How important is RAM speed in real world scenarios?
Anonymous
9/19/2025, 6:17:28 AM
No.106630482
it depends. for most a percentage point doesnt matter at all but for me even a hypothetical 0.01% is enough to take action.
Anonymous
9/19/2025, 7:23:14 AM
No.106630848
>>106630455 (OP)
Depends on your other bottlenecks. For gaming, CPU-bound situations tend to the only ones to benefit.
MasterKarsten
9/19/2025, 7:51:05 AM
No.106631016
>>106630455 (OP)
Less you have the faster you need it
Anonymous
9/19/2025, 8:11:01 AM
No.106631118
>>106631465
Tighter timings often matter more than raw speed for gaming. Relational databases need low latency to function because queries often involve chains of lookups. The more you have to hit RAM (when stuff isn't in L2/L3 cache), the more important that becomes because every nanosecond you don't have that data is time the processor is idling.

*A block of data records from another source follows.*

//! Runtime-shaped native calls.
//!
//! A generated kernel's signature varies per model (fixed and pd counts) and
//! per call width, so there is no Rust `fn` type to transmute a resolved
//! symbol to. Instead a small caller is JIT-compiled once per bound kernel:
//! it reads each argument out of a packed 8-byte-slot buffer with the exact
//! declared type and `call_indirect`s the kernel pointer.
//!
//! # Calling Convention
//!
//! The compiled caller has the fixed shape `fn(kernel: ptr, args: ptr)`.
//! Slot `i` of `args` holds argument `i`'s value at the slot's start, so the
//! caller compiles to one typed load per argument followed by the indirect
//! call. Slot packing assumes little-endian targets, which covers everything
//! cranelift-jit runs on.

use cranelift_codegen::ir::{types, AbiParam, Function, InstBuilder, MemFlags, Signature, Type, UserFuncName};
use cranelift_codegen::settings::{self, Configurable};
use cranelift_codegen::Context;
use cranelift_frontend::{FunctionBuilder, FunctionBuilderContext};
use cranelift_jit::{JITBuilder, JITModule};
use cranelift_module::{Linkage, Module};

use crate::error::{KernelError, Result};
use crate::input::DType;

use super::args::ArgPack;

/// Declared type of one native argument slot.
#[derive(Debug, Clone, Copy, PartialEq, Eq)]
pub enum AbiType {
    Ptr,
    I32,
    F32,
    F64,
}

/// A compiled caller bound to one argument-slot layout. Owns the cranelift
/// module (code memory) holding the generated caller.
pub struct Trampoline {
    _module: JITModule,
    ptr: *const u8,
    slots: Vec<AbiType>,
}

// SAFETY: the JITModule owns the code memory; ptr stays valid for the
// module's lifetime and the generated code holds no mutable state.
unsafe impl Send for Trampoline {}
unsafe impl Sync for Trampoline {}

impl Trampoline {
    /// Caller for a kernel entry point with `coord_vectors` leading
    /// coordinate pointers, `fixed_count` scalar slots at `dtype` width, and
    /// `pd_count` trailing loop-length slots.
    pub fn for_kernel(
        coord_vectors: usize,
        fixed_count: usize,
        pd_count: usize,
        dtype: DType,
    ) -> Result<Self> {
        let scalar = match dtype {
            DType::F32 => AbiType::F32,
            DType::F64 => AbiType::F64,
        };
        let mut slots = Vec::with_capacity(coord_vectors + 4 + fixed_count + pd_count);
        slots.extend(std::iter::repeat(AbiType::Ptr).take(coord_vectors));
        slots.push(AbiType::Ptr); // result
        slots.push(AbiType::I32); // nq
        slots.push(AbiType::Ptr); // loops
        slots.push(scalar); // cutoff
        slots.extend(std::iter::repeat(scalar).take(fixed_count));
        slots.extend(std::iter::repeat(AbiType::I32).take(pd_count));

        let (module, ptr) = build_caller(&slots)?;
        Ok(Self {
            _module: module,
            ptr,
            slots,
        })
    }

    pub fn slots(&self) -> &[AbiType] {
        &self.slots
    }

    /// Invoke `kernel` with the packed arguments.
    ///
    /// # Safety
    ///
    /// `kernel` must point at a function whose declared signature matches
    /// `slots()` exactly, and every pointer slot in `args` must stay valid
    /// for the duration of the call.
    pub unsafe fn call(&self, kernel: *const u8, args: &ArgPack) {
        debug_assert_eq!(args.len(), self.slots.len());
        let f: unsafe extern "C" fn(*const u8, *const u64) = std::mem::transmute(self.ptr);
        f(kernel, args.as_ptr());
    }
}

fn codegen_err(e: impl std::fmt::Display) -> KernelError {
    KernelError::Codegen(e.to_string())
}

fn make_jit_module() -> Result<JITModule> {
    let mut flag_builder = settings::builder();
    flag_builder
        .set("use_colocated_libcalls", "false")
        .map_err(codegen_err)?;
    flag_builder.set("is_pic", "false").map_err(codegen_err)?;
    let isa_builder = cranelift_native::builder().map_err(codegen_err)?;
    let isa = isa_builder
        .finish(settings::Flags::new(flag_builder))
        .map_err(codegen_err)?;
    let builder = JITBuilder::with_isa(isa, cranelift_module::default_libcall_names());
    Ok(JITModule::new(builder))
}

fn clif_type(slot: AbiType, ptr_type: Type) -> Type {
    match slot {
        AbiType::Ptr => ptr_type,
        AbiType::I32 => types::I32,
        AbiType::F32 => types::F32,
        AbiType::F64 => types::F64,
    }
}

fn build_caller(slots: &[AbiType]) -> Result<(JITModule, *const u8)> {
    let mut module = make_jit_module()?;
    let ptr_type = module.target_config().pointer_type();
    let call_conv = module.isa().default_call_conv();

    let mut kernel_sig = Signature::new(call_conv);
    for &slot in slots {
        kernel_sig.params.push(AbiParam::new(clif_type(slot, ptr_type)));
    }

    let mut sig = Signature::new(call_conv);
    sig.params.push(AbiParam::new(ptr_type)); // kernel pointer
    sig.params.push(AbiParam::new(ptr_type)); // packed argument slots

    let func_id = module
        .declare_function("kernel_call", Linkage::Local, &sig)
        .map_err(codegen_err)?;
    let mut func = Function::with_name_signature(UserFuncName::user(0, 0), sig);
    let mut func_ctx = FunctionBuilderContext::new();

    {
        let mut builder = FunctionBuilder::new(&mut func, &mut func_ctx);
        let entry = builder.create_block();
        builder.append_block_params_for_function_params(entry);
        builder.switch_to_block(entry);
        builder.seal_block(entry);

        let kernel_ptr = builder.block_params(entry)[0];
        let args_ptr = builder.block_params(entry)[1];

        // One typed load per 8-byte slot, in declared argument order.
        let flags = MemFlags::trusted();
        let mut args = Vec::with_capacity(slots.len());
        for (i, &slot) in slots.iter().enumerate() {
            let offset = (i as i32) * 8;
            args.push(
                builder
                    .ins()
                    .load(clif_type(slot, ptr_type), flags, args_ptr, offset),
            );
        }

        let sig_ref = builder.import_signature(kernel_sig);
        builder.ins().call_indirect(sig_ref, kernel_ptr, &args);
        builder.ins().return_(&[]);
        builder.finalize();
    }

    let mut ctx = Context::for_function(func);
    module.define_function(func_id, &mut ctx).map_err(codegen_err)?;
    module.clear_context(&mut ctx);
    module.finalize_definitions().map_err(codegen_err)?;

    let ptr = module.get_finalized_function(func_id);
    Ok((module, ptr))
}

Gaming is a bit weird because you often get higher average framerates with fast ram, but the 1% and .1% lows get better with tight timings. The .1% lows in particular are usually related to having to go fetch some data that points to other data that points to other data that lets you calculate something that tells what what other data you need to fetch. Even 1 nanonsecond delays on each step can add up to appreciable microstutters when you need to perform hundreds or thousands of lookups as part of a single frame render or core game logic loop. That's similar to relational databases, but modern games do a lot of loading and unloading large textures, so raw speed is still important. Not all games are going to care about this though, and even for the ones that do you run into pretty hardcore diminishing returns. In general it's not worth the price premium for the absolute top shelf memory unless you're spending many thousands of dollars on the system. Save the 100-150 bucks and buy a better case, a bigger SSD, go up a tier on the processor, or just pocket it.
AI workloads seem to largely care about speed more than latency because they're shuffling huge amounts of shit around, and aren't doing enormous amounts of random lookups and table sleuthing. Even then though, some part of AI training does behave like a database, so it's not like latency isn't important, it's just not as do or die as it is on a production database that needs 2+TB of RAM to function.
Anonymous
9/19/2025, 9:18:36 AM
No.106631465
>>106631118
In practice ram bandwidth can be more important than latency for 1% lows etc. It depend. One thing fast ram is better at than average ram is keeping the i/o queue size small leading to lower latency ram accesses even under memory load. Otherwise generally low ram latency is ofc nice for performance.
https://old.chipsandcheese.com/2025/08/20/skymont-in-gaming-workloads/
Anonymous
9/19/2025, 12:00:50 PM
No.106632285
>>106630455 (OP)
Mostly irrelevant. It is just epenis and min-max types they are fretting over the marginal gains from getting factory overclocked SKUs.
The only avenue where it is actually matters is in HPC scene not silly gayming rigs.
Anonymous
9/19/2025, 12:28:07 PM
No.106632472
>>106630537
reducing timings is free performance, assuming stability. Raising clocks costs power / heat and can create subtle problems but is generally easier.